Requirement: Each line with the word "Some" must appear in the answer, copied from the records.

Given data:
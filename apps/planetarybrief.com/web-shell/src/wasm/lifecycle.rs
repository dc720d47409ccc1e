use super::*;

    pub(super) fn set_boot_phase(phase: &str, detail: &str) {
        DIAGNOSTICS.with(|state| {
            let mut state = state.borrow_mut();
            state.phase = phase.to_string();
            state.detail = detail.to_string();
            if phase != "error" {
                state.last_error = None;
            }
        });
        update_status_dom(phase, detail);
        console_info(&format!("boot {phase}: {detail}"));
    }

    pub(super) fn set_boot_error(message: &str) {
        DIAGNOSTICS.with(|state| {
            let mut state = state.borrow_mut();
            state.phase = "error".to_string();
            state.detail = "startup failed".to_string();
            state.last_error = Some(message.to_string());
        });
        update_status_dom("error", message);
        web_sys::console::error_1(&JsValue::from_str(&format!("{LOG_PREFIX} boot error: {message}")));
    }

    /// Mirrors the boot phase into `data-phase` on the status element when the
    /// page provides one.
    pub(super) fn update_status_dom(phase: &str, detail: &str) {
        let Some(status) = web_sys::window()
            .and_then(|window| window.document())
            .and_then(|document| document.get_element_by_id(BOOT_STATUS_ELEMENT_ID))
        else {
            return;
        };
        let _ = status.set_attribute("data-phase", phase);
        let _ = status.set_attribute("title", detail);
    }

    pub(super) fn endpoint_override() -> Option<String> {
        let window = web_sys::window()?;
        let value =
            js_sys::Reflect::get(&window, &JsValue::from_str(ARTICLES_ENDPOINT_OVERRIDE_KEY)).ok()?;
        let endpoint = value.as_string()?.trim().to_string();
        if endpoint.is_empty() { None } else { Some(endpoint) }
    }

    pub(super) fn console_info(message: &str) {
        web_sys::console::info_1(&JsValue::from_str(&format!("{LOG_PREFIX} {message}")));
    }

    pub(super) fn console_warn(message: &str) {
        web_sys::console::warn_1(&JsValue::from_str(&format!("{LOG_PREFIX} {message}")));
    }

Reply:
            state.last_error = Some(message.to_string());
        let Some(status) = web_sys::window()
        if endpoint.is_empty() { None } else { Some(endpoint) }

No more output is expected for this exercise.